Namespace faiss::quantize_lut
-
namespace faiss::quantize_lut
Functions to quantize PQ floating-point Look Up Tables (LUT) to uint8, and biases to uint16. The accumulation is supposed to take place in uint16. The quantization coefficients are float (a, b) such that
original_value = quantized_value * a / b
The hardest part of the quantization is with multiple LUTs that need to be added up together. In that case, coefficient a has to be chosen so that the sum fits in a uint16 accumulator.
Functions
-
void round_uint8_per_column(float *tab, size_t n, size_t d, float *a_out = nullptr, float *b_out = nullptr)
-
void round_uint8_per_column_multi(float *tab, size_t m, size_t n, size_t d, float *a_out = nullptr, float *b_out = nullptr)
-
void quantize_LUT_and_bias(size_t nprobe, size_t M, size_t ksub, bool lut_is_3d, const float *LUT, const float *bias, uint8_t *LUTq, size_t M2, uint16_t *biasq, float *a_out = nullptr, float *b_out = nullptr)
LUT quantization to uint8 and bias to uint16.
(nprobe, M, ksub, lut_is_3d) determine the size of the the LUT
LUT input:
2D size (M, ksub): single matrix per probe (lut_is_3d=false)

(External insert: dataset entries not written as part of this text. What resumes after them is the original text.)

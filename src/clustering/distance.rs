//! Pairwise dissimilarity between types.

use crate::corpus::Type;

/// Cosine distance over the sparse node-frequency vectors, in `[0, 1]` for
/// non-negative frequencies.
///
/// Two empty vectors are identical (distance 0); an empty vector is
/// maximally distant from a non-empty one.
pub fn cosine_distance(a: &Type, b: &Type) -> f64 {
    let (na, nb) = (a.norm(), b.norm());
    if na == 0.0 || nb == 0.0 {
        return if na == nb { 0.0 } else { 1.0 };
    }
    let dot: f64 = a
        .node_frequencies
        .iter()
        .filter_map(|(node, va)| b.node_frequencies.get(node).map(|vb| va * vb))
        .sum();
    (1.0 - dot / (na * nb)).clamp(0.0, 1.0)
}

/// Dense symmetric distance matrix over a slice of types.
#[derive(Debug, Clone)]
pub struct DistanceMatrix {
    n: usize,
    values: Vec<f64>,
}

impl DistanceMatrix {
    pub fn new(types: &[Type]) -> Self {
        let n = types.len();
        let mut values = vec![0.0; n * n];
        for i in 0..n {
            for j in (i + 1)..n {
                let d = cosine_distance(&types[i], &types[j]);
                values[i * n + j] = d;
                values[j * n + i] = d;
            }
        }
        Self { n, values }
    }

    pub fn len(&self) -> usize {
        self.n
    }

    pub fn is_empty(&self) -> bool {
        self.n == 0
    }

    #[inline]
    pub fn get(&self, i: usize, j: usize) -> f64 {
        self.values[i * self.n + j]
    }

    /// Rows as owned vectors, for algorithms that grow the matrix.
    pub fn to_rows(&self) -> Vec<Vec<f64>> {
        self.values.chunks(self.n.max(1)).take(self.n).map(<[f64]>::to_vec).collect()
    }
}
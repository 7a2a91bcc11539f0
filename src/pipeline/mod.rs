//! Module/pipe/port pipeline framework.
//!
//! Modules exchange data over typed, one-directional pipes bound to named
//! ports. Each module is configured once and processes once; the orchestrator
//! runs every module on its own thread.
//!
//! # Architecture
//!
//! ```text
//! [FileReader] ──bytes──► [SuffixTreeClustering] ──chars──► [FileWriter]  (DOT / Newick)
//!                                               └──chars──► [FileWriter]  (JSON)
//! ```
//!
//! # Design
//!
//! - **Enum dispatch for built-ins**: `BuiltinModule` enum, with `AnyModule::Plugin`
//!   for boxed external modules.
//! - **Explicit end-of-stream**: pipes carry `Frame::End`, so a producer that
//!   disappears without closing is reported as `PipeError::Aborted`.
//! - **Backpressure**: bounded crossbeam channels; writers block while the
//!   buffer is full.
//! - **Cancellation**: one `CancelToken` per pipeline, polled by every
//!   blocked read and write.
//! - **Explicit task submission**: `Pipeline::spawn` returns a `PipelineHandle`
//!   fed by a completion channel.

pub mod bridge;
pub mod error;
pub mod executor;
pub mod id;
pub mod module;
pub mod module_kind;
pub mod modules;
pub mod pipe;
pub mod port;

pub use bridge::{
    ModuleOutcome, ModuleReport, PipelineEvent, PipelineHandle, PipelineReport, WarningRecord,
};
pub use error::{ErrorKind, ModuleError, ModuleResult, PipeError};
pub use executor::{ModuleFactory, PipeEdge, Pipeline, PipelineBuilder};
pub use id::{ModuleId, PipeId};
pub use module::{
    AnyModule, BuiltinModule, Module, ModuleDescriptor, ModuleHost, ModuleState, ProcessContext,
    Properties, PropertySpec, ResolvedProperties, PROPERTY_NAME,
};
pub use module_kind::ModuleKind;
pub use modules::{ClusteringStage, FileReaderModule, FileWriterModule, SuffixTreeClusteringModule};
pub use pipe::{
    open_pipe, AnyReceiver, AnySender, ByteReader, CancelToken, CharReader, Delivery, PipeKind,
    PipeReceiver, PipeSender, PipeSettings,
};
pub use port::{InputPort, OutputPort, PortDescriptor, PortDirection, PortSet};
#[cfg(test)]
mod tests {
    use super::*;
    use crate::corpus::{CodecError, CorpusTransfer, MockTransferCodec, Node, Type};
    use crate::pipeline::error::{ErrorKind, PipeError};
    use crate::pipeline::id::PipeId;
    use crate::pipeline::module::ModuleHost;
    use crate::pipeline::pipe::{
        open_pipe, AnyReceiver, AnySender, CancelToken, CharReader, PipeReceiver, PipeSender,
        PipeSettings,
    };

    struct Wired {
        input: PipeSender<Vec<u8>>,
        output: PipeReceiver<String>,
        json: PipeReceiver<String>,
    }

    fn wire(module: &mut SuffixTreeClusteringModule) -> Wired {
        let settings = PipeSettings::default();
        let cancel = CancelToken::new();
        let name = module.name().to_string();
        let ports = module.ports_mut();

        let (AnySender::Bytes(input), rx) =
            open_pipe(PipeId(0), PipeKind::Bytes, settings, cancel.clone())
        else {
            panic!("kind")
        };
        ports.input_mut(PORT_BYTE_INPUT).unwrap().bind(&name, rx).unwrap();

        let (tx, AnyReceiver::Chars(output)) =
            open_pipe(PipeId(1), PipeKind::Chars, settings, cancel.clone())
        else {
            panic!("kind")
        };
        ports.output_mut(PORT_OUTPUT).unwrap().attach(&name, tx).unwrap();

        let (tx, AnyReceiver::Chars(json)) =
            open_pipe(PipeId(2), PipeKind::Chars, settings, cancel)
        else {
            panic!("kind")
        };
        ports.output_mut(PORT_JSON).unwrap().attach(&name, tx).unwrap();

        Wired { input, output, json }
    }

    fn record(type_count: u32) -> CorpusTransfer {
        let node_count = type_count.max(1);
        CorpusTransfer {
            number_of_nodes: node_count as usize,
            number_of_types: type_count as usize,
            nodes: (0..node_count)
                .map(|i| Node::new(i + 2).with_type(i % type_count.max(1), 1))
                .collect(),
            types: (0..type_count)
                .map(|i| {
                    Type::new(i, format!("doc{}", i))
                        .with_frequency(2 + i % 3, 1.0 + i as f64)
                        .with_frequency(2 + (i + 1) % 3, 0.5)
                })
                .collect(),
        }
    }

    fn host_with(module: SuffixTreeClusteringModule, props: Properties) -> ModuleHost {
        let mut host = ModuleHost::new(module);
        host.configure(&props).unwrap();
        host
    }

    fn feed(input: &mut PipeSender<Vec<u8>>, record: &CorpusTransfer) {
        input.send(serde_json::to_vec(record).unwrap()).unwrap();
        input.close().unwrap();
    }

    #[test]
    fn test_defaults() {
        let mut module = SuffixTreeClusteringModule::new();
        module.apply_properties(&Properties::new()).unwrap();
        assert_eq!(module.clustering_type(), ClusteringType::KMedoids);
        assert_eq!(module.corpus_name(), "myCorpus");
        assert_eq!(module.stage(), ClusteringStage::Idle);
    }

    #[test]
    fn test_unknown_clustering_type_falls_back_to_km() {
        let mut module = SuffixTreeClusteringModule::new();
        module
            .apply_properties(&Properties::new().with(PROPERTY_CLUSTERING_TYPE, "spectral"))
            .unwrap();
        assert_eq!(module.clustering_type(), ClusteringType::KMedoids);
    }

    #[test]
    fn test_km_writes_dot_and_records() {
        let mut module = SuffixTreeClusteringModule::new();
        let mut wired = wire(&mut module);
        let mut host = host_with(module, Properties::new().with(PROPERTY_CORPUS_NAME, "books"));

        feed(&mut wired.input, &record(5));
        host.run(&ProcessContext::detached("clustering")).unwrap();

        let dot = CharReader::new(wired.output).read_to_string().unwrap();
        assert!(dot.starts_with("digraph \"books\""));
        assert_eq!(dot.matches("subgraph cluster_").count(), 3);

        let json: serde_json::Value =
            serde_json::from_str(&CharReader::new(wired.json).read_to_string().unwrap()).unwrap();
        assert_eq!(json.as_array().unwrap().len(), 3);
    }

    #[test]
    fn test_nj_writes_tree_and_null() {
        let mut module = SuffixTreeClusteringModule::new();
        let mut wired = wire(&mut module);
        let mut host = host_with(module, Properties::new().with(PROPERTY_CLUSTERING_TYPE, "NJ"));

        feed(&mut wired.input, &record(4));
        host.run(&ProcessContext::detached("clustering")).unwrap();

        let tree = CharReader::new(wired.output).read_to_string().unwrap();
        assert!(tree.ends_with(';'));
        let json = CharReader::new(wired.json).read_to_string().unwrap();
        assert_eq!(json.trim(), "null");
    }

    #[test]
    fn test_hac_without_types_is_contract_violation() {
        let mut module = SuffixTreeClusteringModule::new();
        let mut wired = wire(&mut module);
        let mut host = host_with(module, Properties::new().with(PROPERTY_CLUSTERING_TYPE, "HAC"));

        let empty = CorpusTransfer {
            number_of_nodes: 0,
            number_of_types: 0,
            nodes: vec![],
            types: vec![],
        };
        feed(&mut wired.input, &empty);
        let err = host.run(&ProcessContext::detached("clustering")).unwrap_err();
        assert_eq!(err.kind(), ErrorKind::AlgorithmContractViolation);

        drop(host);
        assert_eq!(wired.output.recv(), Err(PipeError::Aborted));
    }

    #[test]
    fn test_codec_failure_is_deserialization_error_and_outputs_untouched() {
        let mut codec = MockTransferCodec::new();
        codec
            .expect_decode()
            .times(1)
            .returning(|_| Err(CodecError::new("truncated record")));

        let mut module = SuffixTreeClusteringModule::new().with_codec(Box::new(codec));
        let mut wired = wire(&mut module);
        let mut host = host_with(module, Properties::new().with("name", "stc"));

        wired.input.send(b"{\"numberOf".to_vec()).unwrap();
        wired.input.close().unwrap();
        let err = host.run(&ProcessContext::detached("stc")).unwrap_err();

        assert_eq!(err.kind(), ErrorKind::Deserialization);
        assert_eq!(err.module(), "stc");
        assert!(err.to_string().contains("truncated record"));
        assert!(!host.module().ports().output(PORT_OUTPUT).unwrap().is_closed());
        assert!(!host.module().ports().output(PORT_JSON).unwrap().is_closed());

        drop(host);
        assert_eq!(wired.output.recv(), Err(PipeError::Aborted));
        assert_eq!(wired.json.recv(), Err(PipeError::Aborted));
    }

    #[test]
    fn test_out_of_range_node_is_index_error() {
        let mut module = SuffixTreeClusteringModule::new();
        let mut wired = wire(&mut module);
        let mut host = host_with(module, Properties::new());

        let mut bad = record(3);
        bad.nodes[0].node_number = 1;
        feed(&mut wired.input, &bad);

        let err = host.run(&ProcessContext::detached("clustering")).unwrap_err();
        assert_eq!(err.kind(), ErrorKind::Index);
    }

    #[test]
    fn test_stage_tracks_lifecycle() {
        let mut module = SuffixTreeClusteringModule::new();
        let mut wired = wire(&mut module);
        let mut host = host_with(module, Properties::new().with(PROPERTY_CLUSTERING_TYPE, "HAC"));
        feed(&mut wired.input, &record(3));
        host.run(&ProcessContext::detached("clustering")).unwrap();

        let stage = match host.module() {
            crate::pipeline::module::AnyModule::Builtin(
                crate::pipeline::module::BuiltinModule::SuffixTreeClustering(m),
            ) => m.stage(),
            _ => panic!("unexpected module"),
        };
        assert_eq!(stage, ClusteringStage::Closed);
    }
}
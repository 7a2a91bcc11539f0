//! Pipeline assembly and execution.
//!
//! A `Pipeline` owns every module (inside a `ModuleHost`) and the pipe edges
//! between them. Assembly happens on the caller's thread; `spawn` then hands
//! each module to its own thread and returns a `PipelineHandle`.

use crate::config::{PipelineConfig, RuntimeSettings};
use crate::error::{Result, ResultExt, TextPipeError};
use crate::pipeline::bridge::{ModuleTask, PipelineEvent, PipelineHandle, PipelineReport};
use crate::pipeline::error::{ModuleError, ModuleResult};
use crate::pipeline::id::{ModuleId, PipeId};
use crate::pipeline::module::{AnyModule, ModuleHost, ProcessContext, Properties, PROPERTY_NAME};
use crate::pipeline::module_kind::ModuleKind;
use crate::pipeline::modules::{FileReaderModule, FileWriterModule, SuffixTreeClusteringModule};
use crate::pipeline::pipe::{open_pipe, CancelToken, PipeKind};
use crate::pipeline::port::PortDirection;
use chrono::Utc;
use std::any::Any;
use std::collections::HashMap;
use std::panic::{self, AssertUnwindSafe};
use std::thread;

/// A pipe between an output port and an input port.
#[derive(Debug, Clone)]
pub struct PipeEdge {
    pub id: PipeId,
    pub from_module: ModuleId,
    pub from_port: String,
    pub to_module: ModuleId,
    pub to_port: String,
    pub kind: PipeKind,
}

/// The module graph of one run.
pub struct Pipeline {
    modules: Vec<ModuleHost>,
    edges: Vec<PipeEdge>,
    settings: RuntimeSettings,
    cancel: CancelToken,
}

impl Pipeline {
    pub fn new(settings: RuntimeSettings) -> Self {
        Self {
            modules: Vec::new(),
            edges: Vec::new(),
            settings,
            cancel: CancelToken::new(),
        }
    }

    pub fn settings(&self) -> &RuntimeSettings {
        &self.settings
    }

    /// Token that cancels every pipe of this pipeline.
    pub fn cancel_token(&self) -> CancelToken {
        self.cancel.clone()
    }

    pub fn len(&self) -> usize {
        self.modules.len()
    }

    pub fn is_empty(&self) -> bool {
        self.modules.is_empty()
    }

    pub fn edges(&self) -> &[PipeEdge] {
        &self.edges
    }

    /// Configure a module and add it to the graph.
    ///
    /// Instance names must be unique within a pipeline.
    pub fn add_module(
        &mut self,
        module: impl Into<AnyModule>,
        properties: &Properties,
    ) -> ModuleResult<ModuleId> {
        let mut host = ModuleHost::new(module);
        host.configure(properties)?;

        if self.module_id(host.name()).is_some() {
            return Err(ModuleError::configuration(
                host.name(),
                PROPERTY_NAME,
                "another module in this pipeline already uses this name",
            ));
        }

        let id = ModuleId(self.modules.len() as u32);
        tracing::info!(
            "Added module {:?}: '{}' ({})",
            id,
            host.name(),
            host.module().descriptor().type_name
        );
        self.modules.push(host);
        Ok(id)
    }

    pub fn module(&self, id: ModuleId) -> Option<&ModuleHost> {
        self.modules.get(id.index())
    }

    pub fn module_id(&self, name: &str) -> Option<ModuleId> {
        self.modules
            .iter()
            .position(|m| m.name() == name)
            .map(|i| ModuleId(i as u32))
    }

    /// Open a pipe from `from.out_port` to `to.in_port`.
    ///
    /// Both ports are validated before anything is wired, so a failed
    /// connect leaves the graph unchanged.
    pub fn connect(
        &mut self,
        from: ModuleId,
        out_port: &str,
        to: ModuleId,
        in_port: &str,
        kind: PipeKind,
    ) -> ModuleResult<PipeId> {
        let n = self.modules.len();
        for id in [from, to] {
            if id.index() >= n {
                return Err(ModuleError::configuration(
                    format!("{:?}", id),
                    "connect",
                    "no such module in this pipeline",
                ));
            }
        }
        let from_name = self.modules[from.index()].name().to_string();
        let to_name = self.modules[to.index()].name().to_string();

        if from == to || self.would_create_cycle(from, to) {
            return Err(ModuleError::configuration(
                &from_name,
                out_port,
                format!("connecting to '{}.{}' would create a cycle", to_name, in_port),
            ));
        }

        self.check_port(from, out_port, PortDirection::Output, kind)?;
        self.check_port(to, in_port, PortDirection::Input, kind)?;

        let id = PipeId(self.edges.len() as u32);
        let (tx, rx) = open_pipe(id, kind, self.settings.to_pipe_settings(), self.cancel.clone());
        self.port_set(from)
            .output_mut(out_port)
            .ok_or_else(|| missing_port(&from_name, out_port))?
            .attach(&from_name, tx)?;
        self.port_set(to)
            .input_mut(in_port)
            .ok_or_else(|| missing_port(&to_name, in_port))?
            .bind(&to_name, rx)?;

        self.edges.push(PipeEdge {
            id,
            from_module: from,
            from_port: out_port.to_string(),
            to_module: to,
            to_port: in_port.to_string(),
            kind,
        });
        tracing::info!(
            "Added {} pipe {:?}: {}.{} -> {}.{}",
            kind,
            id,
            from_name,
            out_port,
            to_name,
            in_port
        );
        Ok(id)
    }

    fn port_set(&mut self, id: ModuleId) -> &mut crate::pipeline::port::PortSet {
        self.modules[id.index()].module_mut().ports_mut()
    }

    fn check_port(
        &self,
        id: ModuleId,
        port: &str,
        direction: PortDirection,
        kind: PipeKind,
    ) -> ModuleResult<()> {
        let host = &self.modules[id.index()];
        let ports = host.module().ports();
        let descriptor = match direction {
            PortDirection::Input => {
                let input = ports.input(port).ok_or_else(|| missing_port(host.name(), port))?;
                if input.is_bound() {
                    return Err(ModuleError::configuration(
                        host.name(),
                        port,
                        "input port is already bound to a pipe",
                    ));
                }
                input.descriptor()
            }
            PortDirection::Output => ports
                .output(port)
                .ok_or_else(|| missing_port(host.name(), port))?
                .descriptor(),
        };
        if !descriptor.accepts(kind) {
            return Err(ModuleError::configuration(
                host.name(),
                port,
                format!("port does not accept {} pipes", kind),
            ));
        }
        Ok(())
    }

    /// Check if adding an edge from `from` to `to` would create a cycle.
    fn would_create_cycle(&self, from: ModuleId, to: ModuleId) -> bool {
        // If `to` can reach `from` through existing edges, adding from->to creates a cycle.
        let mut visited = vec![false; self.modules.len()];
        let mut stack = vec![to];

        while let Some(current) = stack.pop() {
            if current == from {
                return true;
            }
            let idx = current.index();
            if idx >= self.modules.len() || visited[idx] {
                continue;
            }
            visited[idx] = true;
            stack.extend(self.dependents_of(current));
        }
        false
    }

    /// Modules fed directly by `id`.
    pub fn dependents_of(&self, id: ModuleId) -> Vec<ModuleId> {
        let mut out: Vec<ModuleId> = self
            .edges
            .iter()
            .filter(|e| e.from_module == id)
            .map(|e| e.to_module)
            .collect();
        out.sort();
        out.dedup();
        out
    }

    // ── Topological sort (Kahn's algorithm) ──

    /// Producers before consumers. Ties keep insertion order.
    pub fn execution_order(&self) -> Vec<ModuleId> {
        let n = self.modules.len();
        let mut in_degree = vec![0u32; n];
        let mut adj: Vec<Vec<usize>> = vec![Vec::new(); n];

        for edge in &self.edges {
            let from = edge.from_module.index();
            let to = edge.to_module.index();
            if from < n && to < n {
                adj[from].push(to);
                in_degree[to] += 1;
            }
        }

        let mut queue: std::collections::VecDeque<usize> =
            (0..n).filter(|&i| in_degree[i] == 0).collect();
        let mut order = Vec::with_capacity(n);

        while let Some(node) = queue.pop_front() {
            order.push(ModuleId(node as u32));
            for &next in &adj[node] {
                in_degree[next] -= 1;
                if in_degree[next] == 0 {
                    queue.push_back(next);
                }
            }
        }

        if order.len() != n {
            tracing::warn!(
                "Pipeline graph has a cycle! Only {} of {} modules scheduled.",
                order.len(),
                n
            );
        }
        order
    }

    /// Start every module on its own thread.
    pub fn spawn(mut self) -> Result<PipelineHandle> {
        let order = self.execution_order();
        let started_at = Utc::now();
        let (events_tx, events_rx) = crossbeam_channel::unbounded();

        for host in &self.modules {
            for input in host.module().ports().inputs() {
                if !input.is_bound() {
                    tracing::warn!(
                        "Module '{}' input '{}' is not connected",
                        host.name(),
                        input.name()
                    );
                }
            }
        }

        let mut hosts: Vec<Option<ModuleHost>> = self.modules.drain(..).map(Some).collect();
        let mut tasks = Vec::with_capacity(hosts.len());
        for id in order {
            let Some(mut host) = hosts.get_mut(id.index()).and_then(Option::take) else {
                continue;
            };
            let name = host.name().to_string();
            let events = events_tx.clone();
            let ctx = ProcessContext::new(id, &name, self.cancel.clone(), Some(events_tx.clone()));

            let spawned = thread::Builder::new()
                .name(format!("module-{}", name))
                .spawn(move || {
                    let module = host.name().to_string();
                    let _ = events.send(PipelineEvent::ModuleStarted {
                        module_id: id,
                        module: module.clone(),
                    });
                    let result = match panic::catch_unwind(AssertUnwindSafe(|| host.run(&ctx))) {
                        Ok(result) => result,
                        Err(payload) => {
                            drop(host);
                            let _ = events.send(PipelineEvent::ModulePanicked {
                                module_id: id,
                                module,
                                message: panic_message(payload.as_ref()),
                            });
                            panic::resume_unwind(payload);
                        }
                    };
                    let event = match &result {
                        Ok(()) => PipelineEvent::ModuleFinished {
                            module_id: id,
                            module,
                        },
                        Err(e) => PipelineEvent::ModuleFailed {
                            module_id: id,
                            module,
                            kind: e.kind(),
                            message: e.to_string(),
                        },
                    };
                    // Dropping the host here releases unclosed outputs, which
                    // downstream readers observe as an aborted stream.
                    drop(host);
                    let _ = events.send(event);
                    result
                });

            match spawned {
                Ok(handle) => tasks.push(ModuleTask { id, name, handle }),
                Err(e) => {
                    self.cancel.cancel();
                    return Err(TextPipeError::Io(e))
                        .with_context(|| format!("Failed to start thread for module '{}'", name));
                }
            }
        }

        tracing::info!("Pipeline started with {} module threads", tasks.len());
        Ok(PipelineHandle::new(
            events_rx,
            tasks,
            self.cancel.clone(),
            self.settings.cancel_on_failure,
            started_at,
        ))
    }

    /// Run to completion and return the report.
    pub fn run(self) -> Result<PipelineReport> {
        Ok(self.spawn()?.wait())
    }
}

fn missing_port(module: &str, port: &str) -> ModuleError {
    ModuleError::configuration(module, port, "module has no such port")
}

/// Creates built-in modules by kind.
pub struct ModuleFactory;

impl ModuleFactory {
    pub fn create(kind: ModuleKind) -> AnyModule {
        match kind {
            ModuleKind::FileReader => FileReaderModule::new().into(),
            ModuleKind::FileWriter => FileWriterModule::new().into(),
            ModuleKind::SuffixTreeClustering => SuffixTreeClusteringModule::new().into(),
        }
    }
}

/// Builds a `Pipeline` from a pipeline description.
pub struct PipelineBuilder {
    config: PipelineConfig,
}

impl PipelineBuilder {
    pub fn new(config: PipelineConfig) -> Self {
        Self { config }
    }

    /// Alias for `PipelineBuilder::new(config).build()`.
    pub fn from_config(config: PipelineConfig) -> Result<Pipeline> {
        Self::new(config).build()
    }

    pub fn build(self) -> Result<Pipeline> {
        self.config.validate()?;
        let mut pipeline = Pipeline::new(self.config.settings.clone());
        let mut ids: HashMap<&str, ModuleId> = HashMap::new();

        for module in &self.config.modules {
            let mut properties = module.properties.clone();
            if properties.get(PROPERTY_NAME).is_none() {
                properties.set(PROPERTY_NAME, module.id.as_str());
            }
            let id = pipeline
                .add_module(ModuleFactory::create(module.kind), &properties)
                .with_context(|| format!("Failed to add module '{}'", module.id))?;
            ids.insert(module.id.as_str(), id);
        }

        for pipe in &self.config.pipes {
            let source = pipe.source()?;
            let target = pipe.target()?;
            let lookup = |module: &str| {
                ids.get(module).copied().ok_or_else(|| {
                    TextPipeError::Config(format!("Unknown module '{}' in pipe", module))
                })
            };
            let from = lookup(source.module)?;
            let to = lookup(target.module)?;
            pipeline
                .connect(from, source.port, to, target.port, pipe.kind)
                .with_context(|| format!("Failed to connect '{}' -> '{}'", pipe.from, pipe.to))?;
        }

        tracing::info!(
            "Built pipeline: {} modules, {} pipes",
            pipeline.len(),
            pipeline.edges().len()
        );
        Ok(pipeline)
    }
}

fn panic_message(payload: &(dyn Any + Send)) -> String {
    if let Some(s) = payload.downcast_ref::<&str>() {
        s.to_string()
    } else if let Some(s) = payload.downcast_ref::<String>() {
        s.clone()
    } else {
        "module panicked".to_string()
    }
}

3D size (nprobe, M, ksub): separate LUT per probe (lut_is_3d=true) bias input:
nullptr: bias is 0
size (nprobe): one bias per probe Output:
LUTq uint8 version of the LUT (M size is rounded up to M2)
biasq (or nullptr): uint16 version of the LUT
a, b: scalars to approximate the true distance
-
void aq_quantize_LUT_and_bias(size_t nprobe, size_t M, size_t ksub, const float *LUT, const float *bias, size_t M_norm, int norm_scale, uint8_t *LUTq, size_t M2, uint16_t *biasq, float *a_out, float *b_out)
-
float aq_estimate_norm_scale(size_t M, size_t ksub, size_t M_norm, const float *LUT)
-
void round_uint8_per_column(float *tab, size_t n, size_t d, float *a_out = nullptr, float *b_out = nullptr)